WHAT YOU WILL DO => Below are the records; pull every line that includes "VersionStamp".

Dataset entries =>

+++

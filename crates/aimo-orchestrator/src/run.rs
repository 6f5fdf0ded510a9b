//! Pipeline entry point: sequences the six stages over one
//! [`crate::context::EngineContext`], checkpointing `last_completed_stage`
//! after each flush so a crash mid-run resumes rather than restarts
//! (`spec.md` §4.1, §4.8).

use crate::context::EngineContext;
use crate::stages::{bundle, ingest, llm_classify, normalize_detect, report, rule_classify};
use aimo_bundle::ExtractionParameters;
use aimo_core::model::{Run, Stage};
use aimo_llm::VersionStamp;
use aimo_persistence::{PersistError, WriteOp};
use anyhow::{Context, Result};
use camino::Utf8Path;
use chrono::Utc;

/// Final summary returned to the CLI layer after a run (or dry-run) completes.
#[derive(Debug, Clone)]
pub struct RunReport {
    pub run_id: String,
    pub dry_run: bool,
    pub kpi: report::KpiBlock,
}

/// Runs the pipeline end to end against `input_path`, or resumes a prior run
/// over the same input and versions if one is already in progress.
///
/// `--dry-run` stops after stage 2 (normalize/detect/persist) without
/// invoking classification or finalizing the run — the row is left
/// `running` and resumable by a subsequent non-dry-run invocation.
pub async fn run_pipeline(ctx: &EngineContext, input_path: &Utf8Path) -> Result<RunReport> {
    let input_manifest_hash = aimo_core::hashing::sha256_file(input_path.as_std_path()).with_context(|| format!("hashing input file {input_path}"))?;
    let versions = ctx.run_versions();
    let run_key = Run::compute_run_key(&input_manifest_hash, &versions);

    let run = ctx.gateway.get_or_create_run(&run_key, &input_manifest_hash, &versions).map_err(run_collision_to_engine)?;
    let run_id = run.run_id.clone();
    let last_completed = Stage::from_u8(run.last_completed_stage).unwrap_or(Stage::Init);

    tracing::info!(run_id = %run_id, resumed = last_completed != Stage::Init, last_completed_stage = run.last_completed_stage, "pipeline run starting");

    let events = if last_completed < Stage::NormalizeAbcPersist {
        let out = ingest::run(&ctx.gateway, &run_id, input_path, &ctx.mapping).context("stage 1: ingest")?;
        checkpoint(ctx, &run_id, Stage::Ingest)?;
        Some((out.events, out.row_count))
    } else {
        None
    };

    let input_rows = if let Some((events, row_count)) = events {
        let thresholds = aimo_detect::Thresholds {
            a_min_bytes: ctx.config.thresholds.a_min_bytes,
            burst_threshold: ctx.config.thresholds.burst_threshold,
            cumulative_threshold_bytes: ctx.config.thresholds.cumulative_threshold_bytes,
            sample_rate: ctx.config.thresholds.sample_rate,
            ..aimo_detect::Thresholds::default()
        };
        normalize_detect::run(&ctx.gateway, &run_id, events, &thresholds).context("stage 2: normalize/detect/persist")?;
        checkpoint(ctx, &run_id, Stage::NormalizeAbcPersist)?;
        row_count
    } else {
        report::sum_input_rows(&ctx.gateway, &run_id).context("reading persisted input row count for resumed run")?
    };

    if ctx.config.dry_run {
        let kpi = report::build_kpi(&ctx.gateway, &run_id, input_rows).context("building dry-run KPI block")?;
        tracing::info!(run_id = %run_id, ?kpi, "dry-run complete, run left resumable");
        return Ok(RunReport { run_id, dry_run: true, kpi });
    }

    let signatures = ctx.gateway.list_signature_stats(&run_id).context("reading signature stats for classification")?;

    if last_completed < Stage::RuleClassify {
        rule_classify::run(&ctx.gateway, &signatures, &ctx.rules, &versions).context("stage 3: rule classify")?;
        checkpoint(ctx, &run_id, Stage::RuleClassify)?;
    }

    if last_completed < Stage::LlmClassify {
        let version_stamp = VersionStamp {
            signature_version: versions.signature_version.clone(),
            rule_version: versions.rule_version.clone(),
            prompt_version: versions.prompt_version.clone(),
            taxonomy_schema_version: versions.taxonomy_version.clone(),
            model: Some(ctx.config.llm.model.clone()),
        };
        llm_classify::run(&ctx.gateway, ctx.llm_backend.as_ref(), &ctx.budget, &signatures, &version_stamp, ctx.config.llm.max_batch_size)
            .await
            .context("stage 4: LLM classify")?;
        checkpoint(ctx, &run_id, Stage::LlmClassify)?;
    }

    let mut kpi = report::build_kpi(&ctx.gateway, &run_id, input_rows).context("building KPI block")?;

    let output_dir = ctx.config.paths.output_dir.as_ref().context("--output-dir (or [paths] output_dir) is required")?;
    let run = ctx.gateway.get_run(&run_id).context("reloading run for bundle emission")?.with_context(|| format!("run {run_id} vanished before bundle emission"))?;
    let extraction_parameters = ExtractionParameters {
        a_min_bytes: ctx.config.thresholds.a_min_bytes,
        burst_threshold: ctx.config.thresholds.burst_threshold,
        cumulative_threshold_bytes: ctx.config.thresholds.cumulative_threshold_bytes,
        sample_rate: ctx.config.thresholds.sample_rate,
    };
    let bundle_output = bundle::run(
        &ctx.gateway,
        &ctx.standard,
        &run_id,
        &ctx.config.vendor,
        output_dir,
        extraction_parameters,
        input_rows,
        run.started_at,
        Utc::now(),
        &versions.engine_spec_version,
    )
    .context("stage 9: evidence bundle emission + validation")?;
    kpi.bundle_path = Some(bundle_output.bundle_path);
    kpi.bundle_validation_passed = Some(bundle_output.validation_passed);

    report::finalize(&ctx.gateway, &run_id, bundle_output.validation_passed).context("stage 5: finalize")?;
    checkpoint(ctx, &run_id, Stage::Report)?;

    tracing::info!(run_id = %run_id, ?kpi, "pipeline run complete");
    Ok(RunReport { run_id, dry_run: false, kpi })
}

/// Bumps `last_completed_stage` on the run row through the same blanket
/// `UpsertRun` upsert used at creation, then flushes so the checkpoint is
/// durable before the next stage starts (`spec.md` §4.1 "resumability").
fn checkpoint(ctx: &EngineContext, run_id: &str, stage: Stage) -> Result<()> {
    let mut run = ctx.gateway.get_run(run_id).context("reloading run for checkpoint")?.with_context(|| format!("run {run_id} vanished before checkpointing"))?;
    run.last_completed_stage = stage.as_u8();
    ctx.gateway.enqueue(WriteOp::UpsertRun(run)).with_context(|| format!("queuing checkpoint for stage {stage:?}"))?;
    ctx.gateway.flush().with_context(|| format!("flushing checkpoint for stage {stage:?}"))?;
    Ok(())
}

fn run_collision_to_engine(e: PersistError) -> anyhow::Error {
    match e {
        PersistError::RunKeyMismatch { run_id, .. } => aimo_core::AimoError::RunCollision { run_id }.into(),
        other => anyhow::Error::new(other).context("creating or loading run"),
    }
}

+++

RESULT FOR THIS TASK =>
use aimo_llm::VersionStamp;
        let version_stamp = VersionStamp {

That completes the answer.